C’est toujours triste lorsqu’on a connu un artiste au sommet de son art de le voir péricliter. La scène, les applaudissements, les vivats du public sont une drogue dure. Rares sont les stars qui ont su raccrocher à temps. Pour ma part, j’éprouve une certaine tendresse pour ces êtres qui jusqu’au bout cherchent la chaleur des projecteurs. Dès lors, comment en vouloir à Jean-Luc Mélenchon d’avoir bidouillé son intervention au journal télévisé dimanche dernier. Alors qu’il nous avait promis «la foule des grands jours» pour sa marche en faveur d’une révolution fiscale, le chef du Front de gauche se trouvait quasiment seul, avenue des Gobelins, quelques minutes avant son direct sur TF1. Branle-bas de combat, panique à bord, il a fallu trouver à la hâte une vingtaine de militants afin que le vieux leader paraisse entouré. Pour que l’illusion soit parfaite, TF1, complice de cette mascarade, avait filmé Jean-Luc en plan serré et Claire Chazal, toujours bienveillante, déclarait : «On aperçoit derrière vous des drapeaux et des gens qui se massent.» La grande illusion.
Seulement voilà, pour réussir son coup, Méluche fut bien obligé de s’entendre avec la chaîne du capitalisme, de Bouygues et «des patrons voyous», copiner avec des journalistes, «cette sale corporation voyeuriste et vendeuse de papier», et tout ça pour la bonne cause : sauver à tout prix les apparences, déguiser la vérité.
Oui, mais manque de bol, un journaliste d’Euronews habitant dans l’immeuble d’en face immortalisa la scène en la photographiant : devant la caméra, un Jean-Luc Mélenchon, seul, perdu au milieu de l’avenue des Gobelins, avec en arrière plan, tel un décor de carton-pâte, un dernier carré de supporteurs fidèles… cliché dévastateur !

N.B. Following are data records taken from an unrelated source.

#![cfg_attr(docsrs, feature(doc_cfg))]
//! # heatmap-sieve
//!
//! heatmap-sieve is the aggregation engine behind accessibility heatmaps. It
//! takes large unordered collections of `(grid_id, travel_time)` samples per
//! point-of-interest category, scores every grid cell under a decay model and
//! classifies the scores into quantile classes for rendering.
//!
//! ## Features
//! - Stable group-by of unsorted samples into per-cell segments, shared by all models
//! - Gravity, combined gravity, closest-average and cutoff-count decay models
//! - Quantile classification with explicit handling of zero and NaN scores
//! - A compressed columnar on-disk cache for raw travel-time matrices
//! - Optional parallel scoring of categories with the `rayon` feature
//!
//! ## Determinism
//!
//! Samples are sorted stably and categories are combined in name order, so
//! identical input produces bit-identical output with or without `rayon`.
//!
//! ## Usage
//!
//! ```
//! use heatmap_sieve::prelude::*;
//! use serde_json::json;
//!
//! let mut store = SampleStore::new();
//! store.try_insert_columns("atm", vec![7, 3, 7], vec![2.0, 5.0, 12.0])?;
//!
//! let config = HeatmapConfig::from_json(
//!     HeatmapType::Connectivity,
//!     &json!({"max_traveltime": 10}),
//! )?;
//! let result = compute_heatmap(&store, &HeatmapSettings::new(config))?;
//! assert_eq!(result.grid_ids, vec![3, 7]);
//! assert_eq!(result.scores, vec![1.0, 1.0]);
//! # Ok::<(), heatmap_sieve::heatmap_error::HeatmapError>(())
//! ```

pub mod algs;
pub mod config;
pub mod data;
pub mod debug_invariants;
pub mod heatmap_error;
pub mod io;

pub use debug_invariants::DebugInvariants;

/// A convenient prelude to import the most-used traits & types:
pub mod prelude {
    pub use crate::algs::combine::{CategoryScores, CellScores, combine_weighted};
    pub use crate::algs::decay::DecayModel;
    pub use crate::algs::heatmap::{HeatmapResult, compute_heatmap, compute_scores};
    pub use crate::algs::quantile::quantile_classify;
    pub use crate::config::{
        AnalysisUnit, ClosestAverageConfig, CombinedGravityConfig, CutoffConfig, GravityConfig,
        HeatmapConfig, HeatmapSettings, HeatmapType, TravelMode,
    };
    pub use crate::data::samples::{CategorySamples, GridId, SampleStore};
    pub use crate::data::segmentation::{Segmentation, aggregate};
    pub use crate::debug_invariants::DebugInvariants;
    pub use crate::heatmap_error::HeatmapError;
    pub use crate::io::{CacheKey, CachedMatrix, MatrixCache, TravelTimeMatrix};
}
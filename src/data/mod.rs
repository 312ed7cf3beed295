//! Data module: samples and their segmentation by grid cell
#![warn(missing_docs)]

pub mod samples;
pub mod segmentation;

pub use crate::debug_invariants::DebugInvariants;

pub use samples::{CategorySamples, GridId, SampleStore};
pub use segmentation::{Segmentation, aggregate};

On pense à Sarkozy convoquant des figurants habillés en ouvrier lors de la visite d’un chantier ou au film de Patrice Leconte Tandem lorsque Rochefort, animateur has been, continue de présenter son émission de radio alors que celle-ci n’est plus diffusée depuis des semaines. Son ingénieur du son, Gérard Jugnot, ayant préféré lui cacher la vérité. Alors, comment expliquer ce désamour si soudain du public ? Comment un homme qui, il y a deux ans, rassemblait 120 000 personnes, peine-t-il aujourd’hui à en réunir 7 000 ? Y a-t-il une malédiction des Jean-Luc ? Jean-Luc Lahaye et aujourd’hui… Mélenchon. Comme toute vedette qui ne remplit plus ses salles, Jean-Luc tente des come-back désespérés, multiplie les provocations : «Cuba n’est pas une dictature ; Pierre Moscovici ne pense pas français mais finance internationale ; le Petit Journal est la vermine du FN ; les Normands sont des alcooliques et des Français arriérés.»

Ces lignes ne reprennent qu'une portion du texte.